Pourquoi parler du Novitchok ? Parce qu’il circulerait encore en Guadeloupe des boites d’aldicarbe, un rodonticide utilisé dans les cultures bananières, interdit depuis 2004, sous le nom de TEMIK ou de TRES PASITOS (importé de République Dominicaine). Il y a de moins en moins de cas mais cela peut encore arriver qu’il y ait des intoxications sévères volontaires ou involontaires (environ 5 cas par an en Guadeloupe jusqu’en 2016), voir des homicides. Il s’agit d’un carbamate qui inhibe aussi les cholinestérases, comme les organophosphorés. L’intoxication par carbamates se présente le plus souvent sous une forme muscarinique pure, le syndrome nicotinique est plus rare qu’avec les organophosphorés. L’antidote est donc aussi l’atropine, alors que la pralidoxime n’est pas utile : l’inhibition enzymatique des cholinestérases par les carbamates est réversible spontanément en quelques heures.
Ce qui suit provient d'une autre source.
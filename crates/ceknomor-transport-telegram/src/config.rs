//! Telegram transport settings.

use ceknomor_core::config::VerifierSettings;
use config::ConfigError;
use serde::{Deserialize, Serialize};
use std::sync::Arc;

/// Telegram transport settings loaded from environment variables.
#[derive(Debug, Deserialize, Serialize, Clone, Default)]
pub struct TelegramSettings {
    /// Telegram Bot API token.
    #[serde(alias = "telegram_bot_token")]
    pub telegram_token: String,
}

/// Combined settings used by the Telegram transport layer.
#[derive(Clone)]
pub struct BotSettings {
    /// Endpoints and timeouts of the verification services.
    pub verifier: Arc<VerifierSettings>,
    /// Telegram-specific settings.
    pub telegram: Arc<TelegramSettings>,
}

impl BotSettings {
    /// Create a new combined settings bundle.
    #[must_use]
    pub fn new(verifier: VerifierSettings, telegram: TelegramSettings) -> Self {
        Self {
            verifier: Arc::new(verifier),
            telegram: Arc::new(telegram),
        }
    }
}

impl TelegramSettings {
    /// Create new settings by loading from environment and files.
    ///
    /// Accepts `TELEGRAM_TOKEN` or `TELEGRAM_BOT_TOKEN`.
    ///
    /// # Errors
    ///
    /// Returns a `ConfigError` if loading fails or no token is set.
    pub fn new() -> Result<Self, ConfigError> {
        let settings: Self = ceknomor_core::config::build_config()?.try_deserialize()?;
        if settings.telegram_token.trim().is_empty() {
            return Err(ConfigError::NotFound("telegram_token".to_string()));
        }
        Ok(settings)
    }
}

#[cfg(test)]
mod tests {
    use super::*;
    use std::env;

    #[test]
    fn test_token_from_either_variable() -> Result<(), ConfigError> {
        env::remove_var("TELEGRAM_TOKEN");
        env::set_var("TELEGRAM_BOT_TOKEN", "123456789:legacy");
        assert_eq!(TelegramSettings::new()?.telegram_token, "123456789:legacy");
        env::remove_var("TELEGRAM_BOT_TOKEN");

        env::set_var("TELEGRAM_TOKEN", "123456789:primary");
        assert_eq!(TelegramSettings::new()?.telegram_token, "123456789:primary");
        env::remove_var("TELEGRAM_TOKEN");

        assert!(TelegramSettings::new().is_err());
        Ok(())
    }
}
https://www.thelancet.com/journals/lancet/article/PIIS0140-6736(20)32644-1/fulltext

4. Dis-nous quel âge… as-tu… (BMJ)
Dans le BMJ de Noël, une étude américaine a voulu savoir si les patients nécessitant une intervention chirurgicale avaient une mortalité supérieure lorsque le chirurgien opérait le jour de son anniversaire, comparativement aux autres jours de l’année. Effectivement, la mortalité à 30 jours était supérieure (6,9% versus 5,6%, p=0,03) si le chirurgien souffle ses bougies le jour de l’opération… Aujourd’hui j’ai…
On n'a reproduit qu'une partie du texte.